File spoon-archives/marxism-theory.archive/marxism-theory_1997/marxism-theory.9711, message 57


From: "Jukka Laari" <jlaari-AT-dodo.jyu.fi>
Date: Sun, 23 Nov 1997 21:15:26 EET+200
Subject: MT: Re:Re: "Ve haff vays of making you talk"


Hi 

In general, I don't have any problems with what Leo says here: 

"  I don't think this is G's argument; in any case, it is certainly
not my view. I believe that any explanation of the Holocaust must take
into account a number of factors, starting with factors as basic as
the structure of the modern nation-state, and the dynamic of
totalitarianism that lies within its core. It must look at the
specific forms totalitarianism took in Nazi Germany, and account for
the others who ended up in the concentration camps, from gays to
Jehovah Witnesses to reds. But part of that analysis must focus on the
ways in which German national culture was a fertile ground for these
developments. Could the Holocaust have happened elsewhere? Certainly,
and it still does happen, if not on the same scale, today, from Bosnia
to Rwanda.
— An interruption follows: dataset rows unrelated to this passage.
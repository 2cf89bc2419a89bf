//! Environment loading for manifest values
//!
//! Values come from `.env` and `.env.local` in the project dir (later files
//! override earlier ones), then from process variables carrying the public
//! prefix. They can be referenced as `$NAME` or `${NAME}` from package.json.

use regex::{Captures, Regex};
use std::collections::BTreeMap;
use std::path::Path;
use std::sync::OnceLock;
use tracing::debug;

use crate::errors::ManifestError;

/// Env files read in order
pub const ENV_FILES: [&str; 2] = [".env", ".env.local"];

/// Process variables with this prefix are exposed to the manifest
pub const PUBLIC_PREFIX: &str = "EXTPACK_PUBLIC_";

pub type EnvVars = BTreeMap<String, String>;

/// Load env files from `project_dir` and overlay public process variables
pub async fn load_env(project_dir: &Path) -> Result<EnvVars, ManifestError> {
    let mut vars = EnvVars::new();
    for name in ENV_FILES {
        let path = project_dir.join(name);
        match tokio::fs::read_to_string(&path).await {
            Ok(content) => {
                let parsed = parse_env(&content);
                debug!("Loaded {} variables from {:?}", parsed.len(), path);
                vars.extend(parsed);
            }
            Err(err) if err.kind() == std::io::ErrorKind::NotFound => {}
            Err(err) => return Err(ManifestError::io(path, err)),
        }
    }

    vars.extend(std::env::vars().filter(|(key, _)| key.starts_with(PUBLIC_PREFIX)));
    Ok(vars)
}

/// Parse `KEY=VALUE` lines; `#` comments, `export ` prefixes and quotes are handled
pub fn parse_env(content: &str) -> EnvVars {
    content
        .lines()
        .map(str::trim)
        .filter(|line| !line.is_empty() && !line.starts_with('#'))
        .filter_map(|line| {
            let line = line.strip_prefix("export ").unwrap_or(line);
            let (key, value) = line.split_once('=')?;
            let key = key.trim();
            if key.is_empty() {
                return None;
            }
            Some((key.to_string(), unquote(value.trim()).to_string()))
        })
        .collect()
}

fn unquote(value: &str) -> &str {
    for quote in ['"', '\''] {
        if value.len() >= 2 && value.starts_with(quote) && value.ends_with(quote) {
            return &value[1..value.len() - 1];
        }
    }
    // Unquoted values may carry a trailing comment.
    value.split(" #").next().unwrap_or(value).trim_end()
}

fn reference_pattern() -> Option<&'static Regex> {
    static PATTERN: OnceLock<Option<Regex>> = OnceLock::new();
    PATTERN
        .get_or_init(|| {
            Regex::new(r"\$\{([A-Za-z_][A-Za-z0-9_]*)\}|\$([A-Za-z_][A-Za-z0-9_]*)").ok()
        })
        .as_ref()
}

/// Replace `$NAME` and `${NAME}` references; unknown names are left untouched
pub fn substitute(value: &str, env: &EnvVars) -> String {
    let Some(pattern) = reference_pattern().filter(|_| value.contains('$')) else {
        return value.to_string();
    };
    pattern
        .replace_all(value, |caps: &Captures<'_>| {
            let name = caps.get(1).or_else(|| caps.get(2)).map_or("", |m| m.as_str());
            env.get(name)
                .cloned()
                .unwrap_or_else(|| caps[0].to_string())
        })
        .into_owned()
}

/// Apply [`substitute`] to every string inside a JSON value
pub fn substitute_json(value: &mut serde_json::Value, env: &EnvVars) {
    match value {
        serde_json::Value::String(s) => *s = substitute(s, env),
        serde_json::Value::Array(items) => {
            for item in items {
                substitute_json(item, env);
            }
        }
        serde_json::Value::Object(map) => {
            for item in map.values_mut() {
                substitute_json(item, env);
            }
        }
        _ => {}
    }
}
But it did happen in Germany, and some of the reasons why
it did are traceable to German national culture and the role of
anti-Semitism in it. "

I just want to make one thing clear. Leo's reference ("this is [not] 
G's argument") is to my earlier post - 

<< The point is that Goldhagenian argument Leo summarized above is at 
odds with the facts: holocaust wasn't 'natural' or 'lawlike' result 
of German cultural and social history. Instead it would have been 
more understandable if it had happened somewhere east of Germany. 
Holocaust had quite weird and specific genesis and history and it's 
not explainable by German culture or German psyche.  >>

- to which Leo says: "I don't think this is G's argument".  The 
'Goldhagenian argument' I was referring to, as summarized by Leo, I 
simply copied from your earlier post: 

" As I understand his argument, it was that anti-Semitism was such a
'normal' part of early twentieth century national German culture that
ordinary Germans were only too willing to be participants in the
'final solution'. " 

I understand this to mean that German culture is explanans. My point 
was that it cannot be so, because anti-semitism was part of (perhaps) 
every european culture at that time. Therefore holocaust cannot be 
explained by reference to culture only.